Interstitial diffusion is a pivotal process that governs the phase stability and irradiation response of materials in non-equilibrium conditions. In this work, we study sluggish and chemically-biased interstitial diffusion in Fe-Ni concentrated solid solution alloys (CSAs) by combining machine learning (ML) and kinetic Monte Carlo (kMC), where ML is used to accurately and efficiently predict the migration energy barriers on-the-fly. The ML-kMC reproduces the diffusivity that was reported by molecular dynamics results at high temperatures. With this powerful tool, we find that the observed sluggish diffusion and the "Ni-Ni-Ni"-biased diffusion in Fe-Ni alloys are ascribed to a unique "Barrier Lock" mechanism, whereas the "Fe-Fe-Fe"-biased diffusion is influenced by a "Component Dominance" mechanism. Inspired by the mentioned mechanisms, a practical AvgS-kMC method is proposed for conveniently and swiftly determining interstitial-mediated diffusivity by only relying on the mean energy barriers of migration patterns. Combining the AvgS-kMC with the differential evolutionary algorithm, an inverse design strategy for optimizing sluggish diffusion properties is applied to emphasize the crucial role of favorable migration patterns.

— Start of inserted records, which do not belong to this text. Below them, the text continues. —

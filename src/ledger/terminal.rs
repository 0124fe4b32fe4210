use std::future::Future;
use std::time::Duration;

use serde::{Deserialize, Serialize};
use utoipa::ToSchema;

use crate::error::LedgerError;
use crate::model::device::Device;

/// One punch as reported by a terminal or its bridge.
#[derive(Debug, Clone, PartialEq, Serialize, Deserialize, ToSchema)]
#[schema(example = json!({
    "emp_code": "42",
    "punch_time": "2024-03-04 08:15:00",
    "punch_state": "0",
    "terminal_sn": "CQZ7224460212"
}))]
pub struct VendorClockEvent {
    /// User id enrolled on the terminal
    pub emp_code: String,
    /// `YYYY-MM-DD HH:MM:SS`, ISO 8601 or RFC 3339
    pub punch_time: String,
    /// `0`/`in` for check-in, `1`/`out` for check-out
    pub punch_state: Option<String>,
    #[serde(default)]
    pub terminal_sn: Option<String>,
}

/// Fetches pending punches from a physical terminal.
pub trait TerminalDriver: Send + Sync {
    fn fetch_events(
        &self,
        device: &Device,
    ) -> impl Future<Output = Result<Vec<VendorClockEvent>, LedgerError>> + Send;
}

#[derive(Debug, Deserialize)]
struct TransactionPage {
    #[serde(default)]
    next: Option<String>,
    data: Vec<VendorClockEvent>,
}

const MAX_PAGES: usize = 50;

/// Reads the iclock transaction API exposed by a terminal bridge at the device address.
#[derive(Debug, Clone)]
pub struct HttpBridgeDriver {
    client: reqwest::Client,
}

impl HttpBridgeDriver {
    pub fn new(timeout: Duration) -> Result<Self, reqwest::Error> {
        let client = reqwest::Client::builder().timeout(timeout).build()?;
        Ok(Self { client })
    }

    fn first_page_url(device: &Device) -> Result<String, LedgerError> {
        let host = device
            .ip_address
            .as_deref()
            .map(str::trim)
            .filter(|h| !h.is_empty())
            .ok_or_else(|| LedgerError::validation(format!("Device {} has no address", device.id)))?;
        let port = device.port.unwrap_or(80);
        let mut url = format!("http://{host}:{port}/iclock/api/transactions/?page_size=500");
        if let Some(since) = device.last_synced_at {
            url.push_str(&format!("&start_time={}", since.format("%Y-%m-%d%%20%H:%M:%S")));
        }
        Ok(url)
    }
}

fn unreachable(device: &Device, e: reqwest::Error) -> LedgerError {
    LedgerError::DeviceUnreachable(format!("device {}: {e}", device.id))
}

impl TerminalDriver for HttpBridgeDriver {
    async fn fetch_events(&self, device: &Device) -> Result<Vec<VendorClockEvent>, LedgerError> {
        let mut url = Some(Self::first_page_url(device)?);
        let mut events = Vec::new();

        for _ in 0..MAX_PAGES {
            let Some(current) = url.take() else { break };
            let page: TransactionPage = self
                .client
                .get(&current)
                .send()
                .await
                .and_then(|r| r.error_for_status())
                .map_err(|e| unreachable(device, e))?
                .json()
                .await
                .map_err(|e| unreachable(device, e))?;

            tracing::debug!(device_id = device.id, fetched = page.data.len(), "Bridge page read");
            events.extend(page.data);
            url = page.next;
        }
        if url.is_some() {
            tracing::warn!(device_id = device.id, "Bridge still has pages; the rest is left for the next run");
        }

        Ok(events)
    }
}

#[cfg(test)]
mod tests {
    use super::*;
    use chrono::NaiveDate;

    fn device() -> Device {
        Device {
            id: 3,
            name: "Lab B".into(),
            model: None,
            ip_address: Some("10.0.0.21".into()),
            port: Some(8081),
            active: true,
            last_synced_at: None,
        }
    }

    #[test]
    fn bridge_url_includes_the_last_sync() {
        let mut device = device();
        assert_eq!(
            HttpBridgeDriver::first_page_url(&device).unwrap(),
            "http://10.0.0.21:8081/iclock/api/transactions/?page_size=500"
        );

        device.last_synced_at = NaiveDate::from_ymd_opt(2024, 3, 4).unwrap().and_hms_opt(6, 30, 0);
        assert!(
            HttpBridgeDriver::first_page_url(&device)
                .unwrap()
                .ends_with("&start_time=2024-03-04%2006:30:00")
        );
    }

    #[test]
    fn device_without_address_is_rejected() {
        let mut device = device();
        device.ip_address = Some("  ".into());
        assert!(matches!(
            HttpBridgeDriver::first_page_url(&device),
            Err(LedgerError::Validation(_))
        ));
    }

    #[test]
    fn bridge_pages_ignore_unknown_fields() {
        let page: TransactionPage = serde_json::from_value(serde_json::json!({
            "count": 1,
            "next": null,
            "msg": "",
            "code": 0,
            "data": [{
                "id": 1,
                "emp_code": "42",
                "punch_time": "2024-03-04 08:15:00",
                "punch_state": "0",
                "verify_type": 1,
                "terminal_sn": "CQZ7224460212"
            }]
        }))
        .unwrap();

        assert_eq!(page.next, None);
        assert_eq!(page.data[0].emp_code, "42");
        assert_eq!(page.data[0].punch_state.as_deref(), Some("0"));
    }
}
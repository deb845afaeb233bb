//! Internationalization (i18n) module for multi-language pages.
//!
//! # Architecture
//!
//! - `registry`: Single source of truth for all supported languages and their metadata
//! - `language`: Validated `Language` type with direction and locale
//! - `dictionary`: Recursive translation tree, path resolution and deep merge
//! - `store`: Merged dictionaries for every language
//! - `loader`: Fetch-and-merge sequence for dataset, page and common files
//! - `detection`: Browser and system language preference
//! - `validator`: Alignment checks between translations and the dataset
//! - `metrics`: Fetch, fallback and render counters
//!
//! # Example
//!
//! ```rust,ignore
//! use crisis_docs::i18n::{Language, TranslationStore};
//!
//! let arabic = Language::from_code("ar")?;
//! let label = store
//!     .resolve("casualties.breakdown.2.label", arabic)
//!     .unwrap_or("Children");
//! ```

mod detection;
mod dictionary;
mod language;
mod loader;
mod metrics;
mod registry;
mod store;
mod validator;

pub use detection::{detect_system_locale, match_supported, parse_accept_language};
pub use dictionary::{Precedence, TranslationNode};
pub use language::Language;
pub use loader::{
    normalize_page_translations, root_prefix, PageBundle, TranslationLoader,
    DEFAULT_COMMON_TIMEOUT,
};
pub use metrics::{MetricsReport, TranslationMetrics};
pub use registry::{Direction, LanguageConfig, LanguageRegistry};
pub use store::TranslationStore;
pub use validator::{TranslationValidator, ValidationReport};
//! Check a page's translation file against its dataset.
//!
//! Usage:
//!   cargo run --bin validate-translations
//!
//! Required environment variables:
//! - SITE_BASE_URL
//! - PAGE_PATH
//! - DATASET_FILE
//!
//! Prints one JSON report per language and exits non-zero when any
//! translation path does not exist in the dataset.

use anyhow::{Context, Result};
use serde_json::{Map, Value};
use std::sync::Arc;
use tracing::info;

use crisis_docs::config::Config;
use crisis_docs::fetch::SiteClient;
use crisis_docs::i18n::{Language, TranslationLoader, TranslationMetrics, TranslationValidator};
use crisis_docs::retry::RetryConfig;

#[tokio::main]
async fn main() -> Result<()> {
    let _ = dotenvy::dotenv();

    tracing_subscriber::fmt()
        .with_env_filter(
            tracing_subscriber::EnvFilter::from_default_env()
                .add_directive("crisis_docs=info".parse()?),
        )
        .init();

    let config = Config::from_env()?;
    let client = SiteClient::new(&config.site_base_url, &config.page_path)
        .context("Invalid site URL")?;
    let loader = TranslationLoader::new(
        client,
        &config.dataset_file,
        Arc::new(TranslationMetrics::new()),
    )
    .with_retry(RetryConfig::single_attempt());

    let dataset = loader
        .fetch_dataset()
        .await
        .with_context(|| format!("Failed to load {}", config.dataset_file))?;

    let requested = match &config.site_language {
        Some(code) => Language::from_code(code)?,
        None => Language::default_language(),
    };
    let dictionaries = loader.fetch_page_translations(requested).await;
    if dictionaries.is_empty() {
        info!("No page translations found for {}", config.dataset_file);
    }

    let mut languages: Vec<_> = dictionaries.keys().copied().collect();
    languages.sort();

    let mut reports = Map::new();
    let mut error_count = 0;
    for language in languages {
        let Some(dict) = dictionaries.get(&language) else {
            continue;
        };
        let report = TranslationValidator::validate(&dataset, dict);
        error_count += report.errors.len();
        reports.insert(language.code().to_string(), serde_json::to_value(&report)?);
    }

    println!("{}", serde_json::to_string_pretty(&Value::Object(reports))?);

    if error_count > 0 {
        anyhow::bail!("{} misaligned translation path(s)", error_count);
    }
    Ok(())
}
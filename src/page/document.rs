//! In-memory page document.
//!
//! The page is a fixed shell (header, language switcher, footer) around one
//! markup container per dataset section. Renders replace container content
//! wholesale; chrome elements keep their default markup so every language
//! switch starts from the same source text.

use crate::dataset::SECTIONS;
use crate::i18n::{Direction, Language};
use crate::page::markup::escape_html;

/// Container below the sections holding page metadata (last update, author).
pub const PAGE_META_CONTAINER: &str = "page-meta";

/// Element of the page shell tagged with a translation key.
#[derive(Debug, Clone, PartialEq, Eq)]
pub struct ChromeElement {
    pub id: String,
    /// Dot-path into the common dictionary (`data-i18n`)
    pub key: String,
    /// Markup shipped with the page, in the default language
    pub default_markup: String,
    /// Markup currently displayed
    pub markup: String,
}

impl ChromeElement {
    pub fn new(id: &str, key: &str, default_markup: &str) -> Self {
        Self {
            id: id.to_string(),
            key: key.to_string(),
            default_markup: default_markup.to_string(),
            markup: default_markup.to_string(),
        }
    }
}

#[derive(Debug, Clone, PartialEq, Eq)]
struct Container {
    id: String,
    inner_html: String,
}

#[derive(Debug, Clone)]
pub struct Document {
    lang: String,
    dir: Direction,
    title: String,
    description: String,
    containers: Vec<Container>,
    chrome: Vec<ChromeElement>,
}

impl Default for Document {
    fn default() -> Self {
        Self::new()
    }
}

impl Document {
    /// Empty page with the standard shell.
    pub fn new() -> Self {
        let mut containers: Vec<Container> = SECTIONS
            .iter()
            .filter(|section| **section != "metadata")
            .map(|section| Container {
                id: section.to_string(),
                inner_html: String::new(),
            })
            .collect();
        containers.push(Container {
            id: PAGE_META_CONTAINER.to_string(),
            inner_html: String::new(),
        });

        Self {
            lang: Language::default_language().code().to_string(),
            dir: Direction::Ltr,
            title: String::new(),
            description: String::new(),
            containers,
            chrome: default_chrome(),
        }
    }

    pub fn lang(&self) -> &str {
        &self.lang
    }

    pub fn dir(&self) -> Direction {
        self.dir
    }

    pub fn title(&self) -> &str {
        &self.title
    }

    pub fn description(&self) -> &str {
        &self.description
    }

    pub fn set_language_attributes(&mut self, language: Language) {
        self.lang = language.code().to_string();
        self.dir = language.direction();
    }

    pub fn set_title(&mut self, title: &str) {
        self.title = title.to_string();
    }

    pub fn set_description(&mut self, description: &str) {
        self.description = description.to_string();
    }

    /// Replace the inner markup of container `id`, adding it if unknown.
    pub fn replace_container(&mut self, id: &str, inner_html: String) {
        match self.containers.iter_mut().find(|c| c.id == id) {
            Some(container) => container.inner_html = inner_html,
            None => self.containers.push(Container {
                id: id.to_string(),
                inner_html,
            }),
        }
    }

    pub fn container(&self, id: &str) -> Option<&str> {
        self.containers
            .iter()
            .find(|c| c.id == id)
            .map(|c| c.inner_html.as_str())
    }

    pub fn chrome(&self) -> &[ChromeElement] {
        &self.chrome
    }

    pub fn chrome_mut(&mut self) -> &mut [ChromeElement] {
        &mut self.chrome
    }

    /// Current markup of the chrome element bound to `key`.
    pub fn chrome_markup(&self, key: &str) -> Option<&str> {
        self.chrome
            .iter()
            .find(|el| el.key == key)
            .map(|el| el.markup.as_str())
    }

    /// Add a chrome element to the shell.
    pub fn add_chrome(&mut self, element: ChromeElement) {
        self.chrome.push(element);
    }

    fn chrome_html(&self, id: &str) -> String {
        self.chrome
            .iter()
            .find(|el| el.id == id)
            .map(|el| {
                format!(
                    r#"<span id="{}" data-i18n="{}">{}</span>"#,
                    escape_html(&el.id),
                    escape_html(&el.key),
                    el.markup
                )
            })
            .unwrap_or_default()
    }

    fn language_switcher_html(&self) -> String {
        let mut html = String::from(r#"<nav class="language-switcher"><ul>"#);
        for language in Language::all_enabled() {
            let current = if language.code() == self.lang {
                r#" aria-current="true""#
            } else {
                ""
            };
            html.push_str(&format!(
                r#"<li><button type="button" data-lang="{}" lang="{}"{}>{}</button></li>"#,
                language.code(),
                language.code(),
                current,
                escape_html(language.native_name())
            ));
        }
        html.push_str("</ul></nav>");
        html
    }

    /// Serialise the whole page.
    pub fn to_html(&self) -> String {
        let mut html = String::new();
        html.push_str("<!DOCTYPE html>\n");
        html.push_str(&format!(
            "<html lang=\"{}\" dir=\"{}\">\n<head>\n<meta charset=\"utf-8\">\n",
            escape_html(&self.lang),
            self.dir.as_str()
        ));
        html.push_str("<meta name=\"viewport\" content=\"width=device-width, initial-scale=1\">\n");
        html.push_str(&format!("<title>{}</title>\n", escape_html(&self.title)));
        if !self.description.is_empty() {
            html.push_str(&format!(
                "<meta name=\"description\" content=\"{}\">\n",
                escape_html(&self.description)
            ));
        }
        html.push_str("</head>\n<body>\n<header class=\"site-header\">\n");
        html.push_str(&format!(
            "<nav class=\"site-nav\">{} {}</nav>\n",
            self.chrome_html("nav-home"),
            self.chrome_html("nav-about")
        ));
        html.push_str(&self.chrome_html("language-label"));
        html.push_str(&self.language_switcher_html());
        html.push_str("\n</header>\n<main>\n");

        for container in &self.containers {
            if container.inner_html.is_empty() {
                continue;
            }
            html.push_str(&format!(
                "<section id=\"{}\">\n{}\n</section>\n",
                escape_html(&container.id),
                container.inner_html
            ));
        }

        html.push_str("</main>\n<footer class=\"site-footer\">\n");
        html.push_str(&format!(
            "<div class=\"share\">{}</div>\n<p>{}</p>\n",
            self.chrome_html("share-label"),
            self.chrome_html("footer-rights")
        ));
        html.push_str("</footer>\n</body>\n</html>\n");
        html
    }

    /// Visible failure page for a dataset that could not be loaded, with a
    /// reload control.
    pub fn error_page(message: &str) -> Self {
        let mut document = Self::new();
        document.set_title("Unable to load page");
        document.replace_container(
            "error",
            format!(
                concat!(
                    r#"<div class="error-state" role="alert">"#,
                    "<h1>Unable to load this page</h1>",
                    "<p>{}</p>",
                    r#"<button type="button" onclick="location.reload()">Reload</button>"#,
                    "</div>"
                ),
                escape_html(message)
            ),
        );
        document
    }
}

fn default_chrome() -> Vec<ChromeElement> {
    vec![
        ChromeElement::new("nav-home", "common.nav.home", "Home"),
        ChromeElement::new("nav-about", "common.nav.about", "About"),
        ChromeElement::new("language-label", "common.language", "Language"),
        ChromeElement::new("share-label", "common.share", "Share this page"),
        ChromeElement::new(
            "footer-rights",
            "common.footer.rights",
            r#"Documented by <span class="notranslate">Palestine Memory Archive</span>. All rights reserved."#,
        ),
    ]
}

翻译：间隙扩散是决定材料在非平衡条件下相稳定性及辐照响应的关键过程。本研究通过结合机器学习（ML）和动力学蒙特卡洛（kMC）方法，研究了Fe-Ni浓缩固溶体合金（CSAs）中的迟缓且具有化学偏向性的间隙扩散，其中ML用于精确高效地实时预测迁移能垒。ML-kMC复现了分子动力学在高温下报告的扩散率。借助这一强大工具，我们发现Fe-Ni合金中观测到的迟缓扩散和“Ni-Ni-Ni”偏向性扩散归因于独特的“势垒锁定”机制，而“Fe-Fe-Fe”偏向性扩散则受“组分主导”机制影响。受上述机理启发，我们提出了一种实用的AvgS-kMC方法，该方法仅依赖迁移模式的平均能垒即可便捷快速地确定间隙介导扩散率。结合AvgS-kMC与差分进化算法，我们应用了一种优化迟缓扩散特性的逆向设计策略，以强调有利迁移模式的关键作用。